Jeki läuft im Frühjahr 2018 aus: Jekits folgt

Aus „Jeki“ (Jedem Kind ein Instrument) wird „Jekits – Instrumente, tanzen, singen“: Die Landesregierung weitet das Projekt, das bisher nur im Ruhrgebiet lief, auf ganz NRW aus und ändert das Konzept. Ab dem nächsten Schuljahr sollen Grundschüler kostenlos die „Ausdrucksformen Instrumentenspiel, Tanzen oder Singen“ kennenlernen. Kulturbetriebsleiter Dirk Schneider sprach im Kulturausschuss von „dramatischen Veränderungen“. So wird das Programm von vier auf zwei Schuljahre verkürzt.
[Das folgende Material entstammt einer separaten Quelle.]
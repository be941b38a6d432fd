//! Logging configuration
//!
//! Console output always goes to stderr (stdout carries the host protocol).
//! File output is opt-in and written as JSON lines through a rolling
//! appender.

use serde::Deserialize;
use std::path::PathBuf;

// ─────────────────────────────────────────────────────────────────────────────
// Log Rotation
// ─────────────────────────────────────────────────────────────────────────────

/// Log file rotation strategy
#[derive(Debug, Clone, Copy, Default, PartialEq, Eq)]
pub enum LogRotation {
    Hourly,
    #[default]
    Daily,
    /// Single file, never rotated
    Never,
}

impl LogRotation {
    /// Parse rotation string from config; unknown values fall back to daily
    pub fn parse(s: &str) -> Self {
        match s.trim().to_lowercase().as_str() {
            "hourly" => Self::Hourly,
            "never" => Self::Never,
            _ => Self::Daily,
        }
    }

    pub fn as_str(&self) -> &'static str {
        match self {
            Self::Hourly => "hourly",
            Self::Daily => "daily",
            Self::Never => "never",
        }
    }
}

// ─────────────────────────────────────────────────────────────────────────────
// Logging Configuration
// ─────────────────────────────────────────────────────────────────────────────

#[derive(Debug, Clone, PartialEq)]
pub struct LoggingConfig {
    /// Default filter when RUST_LOG is unset: trace, debug, info, warn, error
    pub level: String,
    pub file_enabled: bool,
    pub file_dir: PathBuf,
    pub file_rotation: LogRotation,
    /// File name prefix ("blipdesk" -> "blipdesk.2024-01-15")
    pub file_prefix: String,
}

impl Default for LoggingConfig {
    fn default() -> Self {
        Self {
            level: "info".to_string(),
            file_enabled: false,
            file_dir: PathBuf::from("./logs"),
            file_rotation: LogRotation::Daily,
            file_prefix: "blipdesk".to_string(),
        }
    }
}

/// Logging settings as loaded from config file
#[derive(Debug, Deserialize, Default)]
pub struct FileLogging {
    pub level: Option<String>,
    pub file_enabled: Option<bool>,
    pub file_dir: Option<String>,
    pub file_rotation: Option<String>,
    pub file_prefix: Option<String>,
}

impl LoggingConfig {
    pub fn from_file(file: Option<FileLogging>) -> Self {
        let file = file.unwrap_or_default();
        let defaults = Self::default();

        Self {
            level: file.level.unwrap_or(defaults.level),
            file_enabled: file.file_enabled.unwrap_or(defaults.file_enabled),
            file_dir: file
                .file_dir
                .map(PathBuf::from)
                .unwrap_or(defaults.file_dir),
            file_rotation: file
                .file_rotation
                .map(|s| LogRotation::parse(&s))
                .unwrap_or(defaults.file_rotation),
            file_prefix: file.file_prefix.unwrap_or(defaults.file_prefix),
        }
    }
}
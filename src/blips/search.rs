// Debounced search input
//
// Keystrokes land in `pending`; only after the text has been quiet for the
// whole window does it move to `effective`, which is what the view filters
// on. The timer holds text only, never rows, so a late fire always filters
// whatever the collection looks like at that moment.

use std::time::{Duration, Instant};

/// Quiet period before a search takes effect
pub const DEFAULT_SEARCH_DEBOUNCE: Duration = Duration::from_millis(500);

#[derive(Debug, Clone)]
pub struct SearchDebouncer {
    pending: String,
    effective: String,
    deadline: Option<Instant>,
    window: Duration,
}

impl SearchDebouncer {
    pub fn new(window: Duration) -> Self {
        Self {
            pending: String::new(),
            effective: String::new(),
            deadline: None,
            window,
        }
    }

    /// Record a keystroke; restarts the window rather than queueing another fire
    pub fn input(&mut self, text: impl Into<String>, now: Instant) {
        self.pending = text.into();
        self.deadline = Some(now + self.window);
    }

    /// When the pending text should be applied, if a fire is scheduled
    pub fn deadline(&self) -> Option<Instant> {
        self.deadline
    }

    /// Apply the pending text if the window has elapsed.
    /// Returns true when the effective text changed.
    pub fn fire(&mut self, now: Instant) -> bool {
        match self.deadline {
            Some(deadline) if now >= deadline => {
                self.deadline = None;
                if self.effective == self.pending {
                    return false;
                }
                self.effective = self.pending.clone();
                true
            }
            _ => false,
        }
    }

    /// Text currently in the search box
    pub fn pending(&self) -> &str {
        &self.pending
    }

    /// Text the view filters on
    pub fn effective(&self) -> &str {
        &self.effective
    }

    pub fn window(&self) -> Duration {
        self.window
    }
}

impl Default for SearchDebouncer {
    fn default() -> Self {
        Self::new(DEFAULT_SEARCH_DEBOUNCE)
    }
}
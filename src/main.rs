// blipdesk - headless control panel for host-managed map markers
//
// Architecture:
// - Host side: newline-delimited JSON envelopes on stdin, calls on stdout
// - Panel: single owner of marker state, driven by host events and operator actions
// - Bridge: one tokio task selecting over input, the search debounce and shutdown
// - Demo: scripted host session fed into the same input channel

mod cli;

use anyhow::Result;
use blipdesk::bridge::{self, Inbound};
use blipdesk::config::Config;
use blipdesk::export::ExportWriter;
use blipdesk::panel::{HostBridge, Panel, PanelSettings};
use blipdesk::{demo, logging};
use clap::Parser;
use tokio::io::BufReader;
use tokio::sync::{mpsc, oneshot};

/// Inbound lines that may queue before readers wait
const INBOUND_BUFFER: usize = 64;

#[tokio::main(flavor = "current_thread")]
async fn main() -> Result<()> {
    let cli = cli::Cli::parse();

    // Config subcommands exit early
    if cli::handle_cli(&cli)? {
        return Ok(());
    }

    // Write the template on first run (helps users discover options)
    if let Err(e) = Config::ensure_config_exists() {
        eprintln!("Warning: could not write default config: {:#}", e);
    }

    let config = Config::load()?;

    // Guard must outlive the runtime so buffered file logs flush
    let _file_guard = logging::init_tracing(&config.logging)?;

    tracing::info!("blipdesk {} starting", blipdesk::config::VERSION);
    tracing::debug!("Export directory: {}", config.export.dir.display());

    let (host, calls) = HostBridge::channel(config.panel.host_call_buffer);
    let panel = Panel::new(
        PanelSettings::from_config(&config),
        host,
        ExportWriter::new(&config.export.dir),
    );

    let (inbound_tx, inbound_rx) = mpsc::channel::<Inbound>(INBOUND_BUFFER);
    let (loop_shutdown_tx, loop_shutdown_rx) = oneshot::channel();
    let (demo_shutdown_tx, demo_shutdown_rx) = oneshot::channel();

    let demo_task = if cli.demo || config.features.demo {
        tracing::info!("Running in DEMO MODE - replaying a scripted host session");
        Some(tokio::spawn(demo::run_demo(
            inbound_tx.clone(),
            demo_shutdown_rx,
        )))
    } else {
        None
    };

    let stdin = BufReader::new(tokio::io::stdin());
    let reader = tokio::spawn(async move {
        if let Err(e) = bridge::read_lines(stdin, inbound_tx).await {
            tracing::error!("Input reader stopped: {:#}", e);
        }
    });

    tokio::spawn(async move {
        if tokio::signal::ctrl_c().await.is_ok() {
            let _ = loop_shutdown_tx.send(());
            let _ = demo_shutdown_tx.send(());
        }
    });

    let mut stdout = tokio::io::stdout();
    bridge::run(panel, calls, inbound_rx, &mut stdout, loop_shutdown_rx).await?;

    tracing::info!("Shutting down...");
    reader.abort();
    if let Some(task) = demo_task {
        task.abort();
    }
    tracing::info!("Shutdown complete");
    Ok(())
}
Jeki läuft im Frühjahr 2018 aus. Bis dahin soll Jekits parallel aufgebaut werden. Die Grundschulen wurden über die Neuerungen informiert und haben bis 20. Februar Zeit zu entscheiden, ob und mit welchem Schwerpunkt sie teilnehmen wollen. Die Musikschule bleibt städtischer Kooperationspartner. Da die Landesregierung das Programm räumlich ausweitet, zugleich den Fördertopf laut Schneider aber nur „marginal“ erhöht (von 8 auf 10,7 Millionen Euro), sei bereits absehbar: „Wir werden zusätzliche Finanzmittel benötigen.“ Bis Herbst werde man den Übergang aus Eigenmitteln stemmen, dann müsste die Politik entscheiden, ob sie Mittel bereitstelle.